The poem mentions the great Irish poets W.B.Yeats, Patrick Kavanagh, and Seamus Heaney in the context of their handwriting as reproduced on the upholstery of seats on an Aer Lingus aircraft. What do these poets mean to you as an Irish poet writing today? Is it shocking to see their words used to market Irish culture? 

Yes, you’re right: Aer Lingus is using Irish culture not only to put bums on seats but also to cushion them. I have flown quite a few air miles deciphering that upholstery and wondering where it was manufactured and who chose the particular specimens, how Aer Lingus subcontracted out that job, how many bolts of that cloth were printed, etc.

The marketing of Irish culture is more a source of fascination than shock.
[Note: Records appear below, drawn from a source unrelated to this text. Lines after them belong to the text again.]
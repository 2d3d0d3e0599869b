// This Source Code Form is subject to the terms of the Mozilla Public
// License, v. 2.0. If a copy of the MPL was not distributed with this
// file, You can obtain one at https://mozilla.org/MPL/2.0/.
//
// Copyright (c) 2025 Pegasus Heavy Industries, LLC

//! slipstream CLI - compile JavaScript to bytecode artifacts and run them

use std::path::PathBuf;
use std::time::Duration;

use clap::{Parser, Subcommand};
use owo_colors::OwoColorize;
use slipstream_runtime::compiler::{self, CompileRequest};
use slipstream_runtime::{module_system, Runtime, VERSION};

#[derive(Parser)]
#[command(
    name = "slipstream",
    about = "Ahead-of-time bytecode compiler and loader for the Slipstream JavaScript engine",
    version = VERSION,
    author = "Pegasus Heavy Industries"
)]
struct Cli {
    /// Enable verbose logging
    #[arg(long, global = true)]
    verbose: bool,

    #[command(subcommand)]
    command: Commands,
}

#[derive(Subcommand)]
enum Commands {
    /// Compile a JavaScript file to a bytecode artifact
    #[command(alias = "c")]
    Compile {
        /// JavaScript file to compile
        file: Option<PathBuf>,

        /// Compile inline code instead of a file
        #[arg(short = 'e', long = "eval", conflicts_with = "file")]
        code: Option<String>,

        /// Output path for the artifact (default: input with .jsb extension)
        #[arg(short = 'o', long = "out")]
        output: Option<PathBuf>,

        /// Also write a loader stub; '%' expands to the input's file stem
        #[arg(short = 'l', long = "loader")]
        loader: Option<String>,

        /// Compile inside the GUI-shell runtime
        #[arg(long)]
        shell: bool,

        /// Seconds to wait for shell readiness
        #[arg(long, requires = "shell")]
        timeout: Option<u64>,

        /// Compile as a plain script instead of a CommonJS module
        #[arg(long)]
        plain_script: bool,
    },

    /// Run a JavaScript file or bytecode artifact
    #[command(alias = "r")]
    Run {
        /// File to execute (.js, .json or .jsb)
        file: PathBuf,
    },
}

#[tokio::main]
async fn main() -> anyhow::Result<()> {
    let cli = Cli::parse();

    // Initialize logging
    if cli.verbose {
        tracing_subscriber::fmt()
            .with_env_filter("slipstream=debug,slipstream_runtime=debug")
            .init();
    } else {
        tracing_subscriber::fmt()
            .with_env_filter("slipstream=warn,slipstream_runtime=warn")
            .init();
    }

    match cli.command {
        Commands::Compile {
            file,
            code,
            output,
            loader,
            shell,
            timeout,
            plain_script,
        } => {
            let request = CompileRequest {
                filename: file,
                code,
                compile_as_module: !plain_script,
                shell,
                output,
                loader_filename: loader,
                shell_ready_timeout: timeout.map(Duration::from_secs),
            };
            match compiler::compile_file(&request).await {
                Ok(summary) => {
                    println!(
                        "{} {}",
                        "compiled".green().bold(),
                        summary.output.display()
                    );
                    if let Some(loader_path) = summary.loader {
                        println!("{} {}", "loader".green().bold(), loader_path.display());
                    }
                }
                Err(e) => {
                    eprintln!("{}: {}", "Error".red().bold(), e);
                    std::process::exit(1);
                }
            }
        }
        Commands::Run { file } => {
            // Route .jsb files through the artifact loader
            module_system::install();
            let mut runtime = Runtime::new();
            match runtime.run_file(&file) {
                Ok(result) => {
                    if !result.is_undefined() {
                        println!("{}", result);
                    }
                }
                Err(e) => {
                    eprintln!("{}: {}", "Error".red().bold(), e);
                    std::process::exit(1);
                }
            }
        }
    }

    Ok(())
}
The Poles are at it too; the handwriting motif has become a visual cliche for a nation’s literary prowess. But the fact that Ireland has a vibrant culture is still something to embrace, upholstery notwithstanding. 

Of the three poets that the poem mentions, Seamus Heaney has meant much especially. Living in the Border counties, I had to work a bit to pry Yeats and Kavanagh away from a certain mythologizing in order to truly hear them in their humanity. The region’s tourist boards have “enclosed” areas of the landscape for certain writers. It creates a strange complexity of associations in the locality. A brown fingerboard depicting a quill in an inkwell alerts you to the high literary content of a certain spot. Ben Bulben is poised on that slippery slope. It’s this strange, brooding hulk on the horizon, something that never fails to wow when it first comes into view. From the sea it can look like an enormous green brioche. In the act of looking at it, you hear the jingle for “Discover Sligo” or whatever the current ad campaign is and you hear “Horseman pass by!” all fizzing in your head. Complexity and contradiction in the landscape are not just urban phenomena. 
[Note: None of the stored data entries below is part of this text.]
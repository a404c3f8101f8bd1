use serde::{Deserialize, Serialize};
use std::fs;
use std::path::{Path, PathBuf};

pub const API_KEY_ENV: &str = "WALLHAVEN_API_KEY";

/// Which command-line tool drives the desktop background on Linux.
#[derive(Debug, Clone, Copy, Default, PartialEq, Eq, Serialize, Deserialize)]
#[serde(rename_all = "lowercase")]
pub enum LinuxBackend {
    #[default]
    Gnome,
    Swww,
}

#[derive(Debug, Clone, PartialEq, Serialize, Deserialize)]
pub struct Config {
    #[serde(default)]
    pub wallhaven_api_key: String,
    #[serde(default = "default_purity")]
    pub wallhaven_purity: String,
    #[serde(default = "default_wallhaven_url")]
    pub wallhaven_url: String,
    #[serde(default = "default_download_path")]
    pub download_path: PathBuf,
    #[serde(default)]
    pub copy_to_tmp: bool,
    #[serde(default)]
    pub linux_backend: LinuxBackend,
}

fn default_purity() -> String {
    String::from("100")
}

fn default_wallhaven_url() -> String {
    String::from(crate::wallhaven::SEARCH_URL)
}

fn default_download_path() -> PathBuf {
    std::env::temp_dir().join("wallpaper.jpg")
}

impl Default for Config {
    fn default() -> Self {
        Self {
            wallhaven_api_key: String::new(),
            wallhaven_purity: default_purity(),
            wallhaven_url: default_wallhaven_url(),
            download_path: default_download_path(),
            copy_to_tmp: false,
            linux_backend: LinuxBackend::default(),
        }
    }
}

pub fn config_dir() -> PathBuf {
    let home = std::env::var("HOME").unwrap_or_else(|_| String::from("."));

    Path::new(&home)
        .join(".config")
        .join("wallchanger")
}

pub fn config_file_path() -> PathBuf {
    config_dir().join("config.json")
}

pub fn load_or_create_config() -> Config {
    let cf = config_file_path();

    let mut cfg = if cf.exists() {
        load_config(&cf)
    } else {
        let cfg = Config::default();
        if let Err(e) = save_config(&cfg, &cf) {
            tracing::warn!(path = %cf.display(), "could not write default config: {e}");
        }
        cfg
    };

    if let Ok(key) = std::env::var(API_KEY_ENV) {
        if !key.trim().is_empty() {
            cfg.wallhaven_api_key = key;
        }
    }

    cfg
}

pub fn load_config(path: &Path) -> Config {
    let data = match fs::read_to_string(path) {
        Ok(s) => s,
        Err(e) => {
            tracing::warn!(path = %path.display(), "could not read config, using defaults: {e}");
            return Config::default();
        }
    };

    match serde_json::from_str::<Config>(&data) {
        Ok(cfg) => cfg,
        Err(e) => {
            tracing::warn!(path = %path.display(), "invalid config, using defaults: {e}");
            Config::default()
        }
    }
}

pub fn save_config(cfg: &Config, path: &Path) -> std::io::Result<()> {
    if let Some(parent) = path.parent() {
        fs::create_dir_all(parent)?;
    }

    let data = serde_json::to_string_pretty(cfg).map_err(std::io::Error::other)?;
    fs::write(path, data)
}

#[cfg(test)]
mod tests {
    use super::*;

    #[test]
    fn missing_fields_take_defaults() {
        let cfg: Config = serde_json::from_str(r#"{ "wallhaven_api_key": "abc" }"#).unwrap();

        assert_eq!(cfg.wallhaven_api_key, "abc");
        assert_eq!(cfg.wallhaven_purity, "100");
        assert_eq!(cfg.wallhaven_url, crate::wallhaven::SEARCH_URL);
        assert_eq!(cfg.linux_backend, LinuxBackend::Gnome);
        assert!(!cfg.copy_to_tmp);
    }

    #[test]
    fn backend_is_lowercase_in_json() {
        let cfg: Config = serde_json::from_str(r#"{ "linux_backend": "swww" }"#).unwrap();
        assert_eq!(cfg.linux_backend, LinuxBackend::Swww);
    }

    #[test]
    fn save_then_load_keeps_values() {
        let dir = tempfile::tempdir().unwrap();
        let path = dir.path().join("nested").join("config.json");

        let cfg = Config {
            wallhaven_api_key: String::from("key"),
            copy_to_tmp: true,
            ..Config::default()
        };
        save_config(&cfg, &path).unwrap();

        assert_eq!(load_config(&path), cfg);
    }

    #[test]
    fn broken_file_falls_back_to_defaults() {
        let dir = tempfile::tempdir().unwrap();
        let path = dir.path().join("config.json");
        fs::write(&path, "{ not json").unwrap();

        assert_eq!(load_config(&path), Config::default());
    }
}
More than anything, though, this island is a language picnic. The Irish still relish good conversation and debate, the way Italians relish a good meal. You find the most skillful employment of language, such timing, wit, and flourish, and all in the normal course of daily life. I find speech to be more variegated, less processed here than in some other countries, where spoken English can sound emptied, like a husk. The shifts in accent fifty miles in any direction are wonderful. Speech is an erotic force here, a live culture. It’s sustaining.
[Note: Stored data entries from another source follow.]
use std::fmt;
use std::fs;
use std::path::{Path, PathBuf};

use serde::Deserialize;
use url::Url;

use crate::config::Config;
use crate::error::{Error, Result};
use crate::wallpaper::staging_path;

pub const SEARCH_URL: &str = "https://wallhaven.cc/api/v1/search";

const USER_AGENT: &str = concat!("wallchanger/", env!("CARGO_PKG_VERSION"));

#[derive(Debug, Clone, Copy, Default, PartialEq, Eq, Hash)]
pub enum Category {
    #[default]
    General,
    Anime,
    People,
}

impl Category {
    pub const ALL: [Category; 3] = [Category::General, Category::Anime, Category::People];

    /// Wallhaven's `categories` bitmask (general, anime, people).
    pub fn mask(self) -> &'static str {
        match self {
            Category::General => "100",
            Category::Anime => "010",
            Category::People => "001",
        }
    }
}

impl fmt::Display for Category {
    fn fmt(&self, f: &mut fmt::Formatter<'_>) -> fmt::Result {
        f.write_str(match self {
            Category::General => "general",
            Category::Anime => "anime",
            Category::People => "people",
        })
    }
}

#[derive(Debug, Clone, Copy, Default, PartialEq, Eq, Hash)]
pub enum Resolution {
    #[default]
    Any,
    FullHd,
    Qhd,
    Uhd,
}

impl Resolution {
    pub const ALL: [Resolution; 4] = [
        Resolution::Any,
        Resolution::FullHd,
        Resolution::Qhd,
        Resolution::Uhd,
    ];

    pub fn at_least(self) -> Option<&'static str> {
        match self {
            Resolution::Any => None,
            Resolution::FullHd => Some("1920x1080"),
            Resolution::Qhd => Some("2560x1440"),
            Resolution::Uhd => Some("3840x2160"),
        }
    }
}

impl fmt::Display for Resolution {
    fn fmt(&self, f: &mut fmt::Formatter<'_>) -> fmt::Result {
        f.write_str(self.at_least().unwrap_or("Any"))
    }
}

#[derive(Debug, Clone, Copy, Default, PartialEq, Eq, Hash)]
pub enum Sorting {
    #[default]
    Toplist,
    Latest,
    Random,
}

impl Sorting {
    pub const ALL: [Sorting; 3] = [Sorting::Toplist, Sorting::Latest, Sorting::Random];

    pub fn as_param(self) -> &'static str {
        match self {
            Sorting::Toplist => "toplist",
            Sorting::Latest => "date_added",
            Sorting::Random => "random",
        }
    }
}

impl fmt::Display for Sorting {
    fn fmt(&self, f: &mut fmt::Formatter<'_>) -> fmt::Result {
        f.write_str(match self {
            Sorting::Toplist => "Toplist",
            Sorting::Latest => "Latest",
            Sorting::Random => "Random",
        })
    }
}

#[derive(Debug, Clone, Copy, Default, PartialEq, Eq, Hash)]
pub struct SearchParams {
    pub category: Category,
    pub resolution: Resolution,
    pub sorting: Sorting,
}

#[derive(Debug, Clone, PartialEq, Eq)]
pub struct Entry {
    pub thumb_url: String,
    pub full_url: String,
}

#[derive(Deserialize)]
struct SearchResponse {
    #[serde(default)]
    data: Vec<SearchItem>,
}

#[derive(Deserialize)]
struct SearchItem {
    path: Option<String>,
    #[serde(default)]
    thumbs: Thumbs,
}

#[derive(Deserialize, Default)]
struct Thumbs {
    small: Option<String>,
}

pub fn client() -> Result<reqwest::Client> {
    Ok(reqwest::Client::builder().user_agent(USER_AGENT).build()?)
}

pub fn search_url(cfg: &Config, params: &SearchParams) -> Result<Url> {
    let mut url = Url::parse(&cfg.wallhaven_url)?;
    {
        let mut query = url.query_pairs_mut();
        let api_key = cfg.wallhaven_api_key.trim();
        if !api_key.is_empty() {
            query.append_pair("apikey", api_key);
        }
        query
            .append_pair("categories", params.category.mask())
            .append_pair("purity", cfg.wallhaven_purity.trim())
            .append_pair("sorting", params.sorting.as_param())
            .append_pair("atleast", params.resolution.at_least().unwrap_or(""));
    }
    Ok(url)
}

fn parse_entries(payload: SearchResponse) -> Vec<Entry> {
    payload
        .data
        .into_iter()
        .filter_map(|item| {
            let full_url = item.path.filter(|s| !s.is_empty())?;
            let thumb_url = item.thumbs.small.filter(|s| !s.is_empty())?;
            Some(Entry {
                thumb_url,
                full_url,
            })
        })
        .collect()
}

pub async fn search(client: &reqwest::Client, cfg: &Config, params: SearchParams) -> Result<Vec<Entry>> {
    let url = search_url(cfg, &params)?;
    tracing::info!(
        category = %params.category,
        resolution = %params.resolution,
        sorting = %params.sorting,
        "searching wallhaven"
    );

    let resp = client.get(url).send().await?;
    if !resp.status().is_success() {
        tracing::error!(status = %resp.status(), "wallhaven search failed");
        return Err(Error::Status(resp.status()));
    }

    let payload: SearchResponse = resp.json().await?;
    Ok(parse_entries(payload))
}

pub async fn fetch_thumbnail(client: &reqwest::Client, url: &str) -> Result<Vec<u8>> {
    let resp = client.get(url).send().await?;
    if !resp.status().is_success() {
        return Err(Error::Status(resp.status()));
    }
    Ok(resp.bytes().await?.to_vec())
}

/// Downloads `url` into `dest`, replacing whatever was there.
///
/// The file is only written once the body is known to be an image.
pub async fn download_image(client: &reqwest::Client, url: &str, dest: &Path) -> Result<PathBuf> {
    let mut resp = client.get(url).send().await?;
    if !resp.status().is_success() {
        tracing::error!(url, status = %resp.status(), "failed to download image");
        return Err(Error::Status(resp.status()));
    }

    let mut body = Vec::new();
    while let Some(chunk) = resp.chunk().await? {
        body.extend_from_slice(&chunk);
    }

    if image::guess_format(&body).is_err() {
        return Err(Error::NotAnImage);
    }

    if let Some(parent) = dest.parent() {
        fs::create_dir_all(parent)?;
    }

    let tmp = staging_path(dest);
    if let Err(e) = fs::write(&tmp, &body) {
        let _ = fs::remove_file(&tmp);
        return Err(e.into());
    }
    fs::rename(&tmp, dest)?;

    Ok(dest.to_path_buf())
}

#[cfg(test)]
mod tests {
    use super::*;
    use crate::test_support::{PNG_BYTES, Route, serve, test_client};

    fn config_for(base: &str) -> Config {
        Config {
            wallhaven_url: format!("{base}/api/v1/search"),
            ..Config::default()
        }
    }

    #[test]
    fn search_url_carries_filters() {
        let cfg = Config {
            wallhaven_api_key: String::from(" secret "),
            ..Config::default()
        };
        let params = SearchParams {
            category: Category::Anime,
            resolution: Resolution::Qhd,
            sorting: Sorting::Latest,
        };

        let url = search_url(&cfg, &params).unwrap();
        let pairs: Vec<(String, String)> = url.query_pairs().into_owned().collect();

        assert!(pairs.contains(&("apikey".into(), "secret".into())));
        assert!(pairs.contains(&("categories".into(), "010".into())));
        assert!(pairs.contains(&("purity".into(), "100".into())));
        assert!(pairs.contains(&("sorting".into(), "date_added".into())));
        assert!(pairs.contains(&("atleast".into(), "2560x1440".into())));
    }

    #[test]
    fn search_url_without_key_or_resolution() {
        let url = search_url(&Config::default(), &SearchParams::default()).unwrap();
        let pairs: Vec<(String, String)> = url.query_pairs().into_owned().collect();

        assert!(pairs.iter().all(|(k, _)| k != "apikey"));
        assert!(pairs.contains(&("atleast".into(), String::new())));
        assert!(pairs.contains(&("sorting".into(), "toplist".into())));
    }

    #[test]
    fn incomplete_items_are_dropped() {
        let payload: SearchResponse = serde_json::from_str(
            r#"{"data":[
                {"path":"https://w/full1.jpg","thumbs":{"small":"https://w/t1.jpg"}},
                {"path":"https://w/full2.jpg","thumbs":{}},
                {"thumbs":{"small":"https://w/t3.jpg"}},
                {"path":"","thumbs":{"small":"https://w/t4.jpg"}}
            ]}"#,
        )
        .unwrap();

        let entries = parse_entries(payload);
        assert_eq!(
            entries,
            vec![Entry {
                thumb_url: "https://w/t1.jpg".into(),
                full_url: "https://w/full1.jpg".into(),
            }]
        );
    }

    #[test]
    fn display_names() {
        assert_eq!(Category::People.to_string(), "people");
        assert_eq!(Resolution::Any.to_string(), "Any");
        assert_eq!(Resolution::Uhd.to_string(), "3840x2160");
        assert_eq!(Sorting::Random.to_string(), "Random");
    }

    #[tokio::test]
    async fn search_returns_entries() {
        let body = r#"{"data":[
            {"path":"https://w/a.jpg","thumbs":{"small":"https://w/ta.jpg"}},
            {"path":"https://w/b.jpg","thumbs":{"small":"https://w/tb.jpg"}}
        ]}"#;
        let base = serve(vec![Route::ok("/api/v1/search", "application/json", body.as_bytes())]).await;

        let entries = search(&test_client(), &config_for(&base), SearchParams::default())
            .await
            .unwrap();

        assert_eq!(entries.len(), 2);
        assert_eq!(entries[1].full_url, "https://w/b.jpg");
        assert_eq!(entries[1].thumb_url, "https://w/tb.jpg");
    }

    #[tokio::test]
    async fn search_reports_bad_status() {
        let base = serve(vec![Route::status("/api/v1/search", 500)]).await;

        let err = search(&test_client(), &config_for(&base), SearchParams::default())
            .await
            .unwrap_err();

        assert!(matches!(err, Error::Status(s) if s.as_u16() == 500));
    }

    #[tokio::test]
    async fn download_writes_and_overwrites_target() {
        let base = serve(vec![Route::ok("/full.png", "image/png", PNG_BYTES)]).await;
        let dir = tempfile::tempdir().unwrap();
        let dest = dir.path().join("wallpaper.jpg");
        fs::write(&dest, b"old").unwrap();

        let path = download_image(&test_client(), &format!("{base}/full.png"), &dest)
            .await
            .unwrap();

        assert_eq!(path, dest);
        assert_eq!(fs::read(&dest).unwrap(), PNG_BYTES);

        let names: Vec<_> = fs::read_dir(dir.path())
            .unwrap()
            .filter_map(|e| e.ok())
            .map(|e| e.file_name())
            .collect();
        assert_eq!(names, vec![std::ffi::OsString::from("wallpaper.jpg")]);
    }

    #[tokio::test]
    async fn failed_download_leaves_current_file_alone() {
        let base = serve(vec![Route::status("/gone.png", 404)]).await;
        let dir = tempfile::tempdir().unwrap();
        let dest = dir.path().join("wallpaper.jpg");
        fs::write(&dest, b"old").unwrap();

        assert!(download_image(&test_client(), &format!("{base}/gone.png"), &dest)
            .await
            .is_err());
        assert_eq!(fs::read(&dest).unwrap(), b"old");
    }

    #[tokio::test]
    async fn download_rejects_non_images() {
        let base = serve(vec![Route::ok("/page", "text/html", b"<html></html>")]).await;
        let dir = tempfile::tempdir().unwrap();
        let dest = dir.path().join("wallpaper.jpg");

        let err = download_image(&test_client(), &format!("{base}/page"), &dest)
            .await
            .unwrap_err();

        assert!(matches!(err, Error::NotAnImage));
        assert!(!dest.exists());
    }
}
What do you mean by “the maw”?

The jaws of the beast, the belly of the whale. A family history with some links missing in the chain and the sense that there was deprivation and terror. In my particular story also, turning toward poetry after having turned away from it for a time. Moving all those books down from the higher shelves to eye level. Sensing one’s life beckoning and, finally, turning toward that life, facing whatever pain or uncertainty or sacrifice it requires. Holy shit.